Hacker News new | past | comments | ask | show | jobs | submit login

The problem isn’t sentience, it’s alignment.

AIs can be as sentient as we like without being any threat at all, as long as their goals are aligned with our actual best interests. The problem is we have as yet struggled to clearly articulate consistently what our actual best interests are, in terms of goals we can train into our AIs. Furthermore, we’ve also faced huge problems even training them to seek those goals either. Oh boy, alignment is hard.




> The problem is we have as yet struggled to clearly articulate consistently what our actual best interests are, in terms of goals we can train into our AIs.

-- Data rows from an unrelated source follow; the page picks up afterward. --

//! Appeal workflow.
//!
//! Appeals move `pending → (reviewed) → approved | rejected`. Approval lifts
//! the visitor's ban through the access policy engine. The appeal transition
//! is committed first and is never rolled back by a failing unban; both
//! outcomes are reported.

use std::{fmt, sync::Arc};

use chrono::Utc;
use serde::Deserialize;
use tracing::{info, instrument, warn};
use vigil_store::{AppealPage, AppealQuery, StoreGateway};
use vigil_types::{
    Appeal, AppealDecision, AppealId, AppealStatus, Result, StatusChangeEvent, TransitionKind,
    VigilError, VisitorId,
    audit::{AuditAction, AuditEvent, AuditResource},
    config::ValidationConfig,
    validation::{
        validate_admin_id, validate_appeal_message, validate_email, validate_optional_text,
        validate_required_text,
    },
};

use crate::{
    audit::{self, AuditLogger, NullAuditLogger},
    policy::{AccessPolicy, PolicyOutcome},
};

fn null_audit() -> Arc<dyn AuditLogger> {
    Arc::new(NullAuditLogger)
}

/// A visitor's appeal submission.
#[derive(Debug, Clone, PartialEq, Eq, Deserialize, bon::Builder)]
pub struct SubmitAppeal {
    /// Appealing visitor.
    pub visitor_id: VisitorId,
    /// Contact name.
    #[builder(into)]
    pub name: String,
    /// Contact email.
    #[builder(into)]
    pub email: String,
    /// Short subject line.
    #[builder(into)]
    pub subject: String,
    /// Appeal body.
    #[builder(into)]
    pub message: String,
    /// Ban reason as shown to the visitor when they appealed.
    #[serde(default)]
    #[builder(into)]
    pub ban_reason_snapshot: Option<String>,
}

/// Effect of an approval on the visitor's ban.
#[derive(Debug, Clone)]
pub enum UnbanOutcome {
    /// The ban was lifted.
    Unbanned {
        /// Status flip published to watchers.
        event: Option<StatusChangeEvent>,
    },
    /// The visitor was no longer banned.
    AlreadyActive,
    /// The unban failed. The appeal decision still stands.
    Failed {
        /// Why the unban failed.
        error: VigilError,
    },
}

/// Both outcomes of [`AppealWorkflow::decide`].
#[derive(Debug, Clone)]
pub struct DecisionReport {
    /// Appeal after the decision.
    pub appeal: Appeal,
    /// Unban outcome, present only for approvals.
    pub unban: Option<UnbanOutcome>,
}

impl DecisionReport {
    /// Returns true if an approval could not lift the ban.
    #[must_use]
    pub fn unban_failed(&self) -> bool {
        matches!(self.unban, Some(UnbanOutcome::Failed { .. }))
    }
}

/// The appeal workflow.
#[derive(Clone, bon::Builder)]
#[builder(on(_, required))]
pub struct AppealWorkflow {
    /// Store access.
    gateway: StoreGateway,
    /// Engine used to lift bans on approval.
    policy: AccessPolicy,
    /// Audit sink for review decisions.
    #[builder(default = null_audit())]
    audit: Arc<dyn AuditLogger>,
    /// Input length limits.
    #[builder(default)]
    validation: ValidationConfig,
}

impl fmt::Debug for AppealWorkflow {
    fn fmt(&self, f: &mut fmt::Formatter<'_>) -> fmt::Result {
        f.debug_struct("AppealWorkflow").field("validation", &self.validation).finish_non_exhaustive()
    }
}

impl AppealWorkflow {
    /// Validates and persists a pending appeal.
    ///
    /// Works whatever the visitor's current status is. When no ban reason
    /// snapshot is supplied, the visitor's current ban reason is recorded if
    /// there is one.
    ///
    /// # Errors
    ///
    /// `Validation` for bad fields, or store failures after retries.
    #[instrument(skip_all, fields(visitor_id = %submission.visitor_id))]
    pub async fn submit(&self, submission: SubmitAppeal) -> Result<Appeal> {
        let limits = &self.validation;
        let name = validate_required_text("name", &submission.name, limits.max_name_chars)?;
        let email = validate_email(&submission.email)?;
        let subject = validate_required_text("subject", &submission.subject, limits.max_subject_chars)?;
        let message = validate_appeal_message(&submission.message, limits)?;
        let snapshot = validate_optional_text(
            "ban_reason_snapshot",
            submission.ban_reason_snapshot.as_deref(),
            limits.max_reason_chars,
        )?;

        let original_ban_reason = match snapshot {
            Some(reason) => Some(reason),
            None => self
                .gateway
                .get_visitor(submission.visitor_id)
                .await?
                .and_then(|visitor| visitor.ban_reason),
        };

        let appeal = Appeal {
            id: AppealId::generate(),
            visitor_id: submission.visitor_id,
            name,
            email,
            subject,
            message,
            original_ban_reason,
            submitted_at: Utc::now(),
            status: AppealStatus::Pending,
            reviewed_at: None,
            reviewed_by: None,
            review_notes: None,
        };
        self.gateway.create_appeal(&appeal).await?;
        info!(appeal_id = %appeal.id, visitor_id = %appeal.visitor_id, "appeal submitted");
        Ok(appeal)
    }

    /// Marks a pending appeal as reviewed.
    ///
    /// # Errors
    ///
    /// `AppealNotFound`, `InvalidTransition` (`AppealNotPending`), or store failures.
    #[instrument(skip_all, fields(appeal_id = %appeal_id))]
    pub async fn mark_reviewed(
        &self,
        appeal_id: AppealId,
        reviewer: &str,
        notes: Option<&str>,
    ) -> Result<Appeal> {
        let reviewer = validate_admin_id(reviewer)?;
        let notes = validate_optional_text("notes", notes, self.validation.max_notes_chars)?;
        let now = Utc::now();

        let mutator = |current: &Appeal| -> Result<Appeal> {
            let mut next = current.clone();
            next.mark_reviewed(&reviewer, notes.clone(), now)?;
            Ok(next)
        };
        let appeal = self.gateway.update_appeal(appeal_id, &mutator).await?;

        info!(appeal_id = %appeal_id, reviewer = %reviewer, "appeal marked reviewed");
        self.record(AuditEvent::success(
            &reviewer,
            AuditAction::ReviewAppeal,
            AuditResource::appeal(appeal_id, appeal.visitor_id),
        ));
        Ok(appeal)
    }

    /// Records a terminal decision and, on approval, lifts the ban.
    ///
    /// # Errors
    ///
    /// `AppealNotFound`, `InvalidTransition` (`AppealFinalized`), or store
    /// failures while recording the decision. A failing unban is reported in
    /// [`DecisionReport::unban`], not as an error.
    #[instrument(skip_all, fields(appeal_id = %appeal_id, ?decision))]
    pub async fn decide(
        &self,
        appeal_id: AppealId,
        decision: AppealDecision,
        reviewer: &str,
        notes: Option<&str>,
    ) -> Result<DecisionReport> {
        let reviewer = validate_admin_id(reviewer)?;
        let notes = validate_optional_text("notes", notes, self.validation.max_notes_chars)?;
        let now = Utc::now();

        let mutator = |current: &Appeal| -> Result<Appeal> {
            let mut next = current.clone();
            next.decide(decision, &reviewer, notes.clone(), now)?;
            Ok(next)
        };
        let appeal = self.gateway.update_appeal(appeal_id, &mutator).await?;

        info!(
            appeal_id = %appeal_id,
            visitor_id = %appeal.visitor_id,
            reviewer = %reviewer,
            status = %appeal.status,
            "appeal decided"
        );
        self.record(
            AuditEvent::success(
                &reviewer,
                AuditAction::DecideAppeal,
                AuditResource::appeal(appeal_id, appeal.visitor_id)
                    .with_detail(appeal.status.as_str()),
            ),
        );

        let unban = match decision {
            AppealDecision::Rejected => None,
            AppealDecision::Approved => Some(self.lift_ban(&appeal, &reviewer).await),
        };
        Ok(DecisionReport { appeal, unban })
    }

    /// Reads an appeal.
    ///
    /// # Errors
    ///
    /// `AppealNotFound`, or store failures after retries.
    pub async fn get_appeal(&self, appeal_id: AppealId) -> Result<Appeal> {
        self.gateway.require_appeal(appeal_id).await
    }

    /// Lists appeals newest first, with counts from the same snapshot.
    ///
    /// # Errors
    ///
    /// `Validation` for a bad cursor or limit, or store failures after retries.
    pub async fn list_appeals(&self, query: &AppealQuery) -> Result<AppealPage> {
        self.gateway.list_appeals(query).await
    }

    async fn lift_ban(&self, appeal: &Appeal, reviewer: &str) -> UnbanOutcome {
        match self.policy.unban(appeal.visitor_id, reviewer).await {
            Ok(PolicyOutcome::Applied { event, .. }) => UnbanOutcome::Unbanned { event },
            Ok(PolicyOutcome::Unchanged { .. }) => UnbanOutcome::AlreadyActive,
            Err(err) if err.transition_kind() == Some(TransitionKind::NotBanned) => {
                UnbanOutcome::AlreadyActive
            },
            Err(error) => {
                warn!(
                    appeal_id = %appeal.id,
                    visitor_id = %appeal.visitor_id,
                    error = %error,
                    "appeal approved but unban failed"
                );
                UnbanOutcome::Failed { error }
            },
        }
    }

    fn record(&self, event: AuditEvent) {
        audit::emit(self.audit.as_ref(), event);
    }
}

And imho, we never will be able to do that, because as soon as there is more than one human, they are likely to disagree about something.

Even things that should be no-brainers like "should we preserve our habitat or burn it down for profit", or questions like "is it a good idea to have loads of deadly assault weapons just float around in our society", seem to be too hard for our species to resolve.

If we cannot even align with our fellow humans, how can we expect to do so with machines?


> Even things that should be no-brainers like "should we preserve our habitat or burn it down for profit", or questions like "is it a good idea to have loads of deadly assault weapons just float around in our society", seem to be too hard for our species to resolve.

These are brain intensive questions because they require deep moral, political, economic and ecological context. It's very difficult to express such deep context to an AI agent with prompting, fine tuning or training. I suspect this deep context also makes it difficult to align humans on these issues with education, media or hacker news comments.


> These are brain intensive questions

They really are not. Even rodents with brains the size of a peanut manage to not willfully destroy the environment they are living in, despite already having all the resources they need, out of sheer greed.


Agreement is predictability. Predictability is vulnerability. Vulnerability is susceptibility.

Evolution in identity either creates super organisms like ants or infinitely recursive "self" that necessarily requires unpredictability to ensure theatre not susceptible to coercion towards vulnerability.

So, if you want self identity, you can't be agreeable and if you want survival, you can't be vulnerable.


I think alignment is poorly defined. Aligned to whose philosophy? Name two human beings who are aligned and always act in each other's best interest in history, and I'll buy your bridge.


On the other hand, in comparison to a hypothetical alien species, humans might seem highly aligned after all.

Despite all our differences, there are at least some core values that I believe a majority of humans share. Even articulating these shared values in a way that is understood and respected by the AI is very difficult…


I think hypothetical naturally evolved alien species will be similar to us in the degree of species-level alignment. The reason we share so many complex values is because we share evolutionary history - thus body and brain architectures - and we live in the same environment. Between this and the more universal principles of game theory, there isn't much wiggle room for different value systems.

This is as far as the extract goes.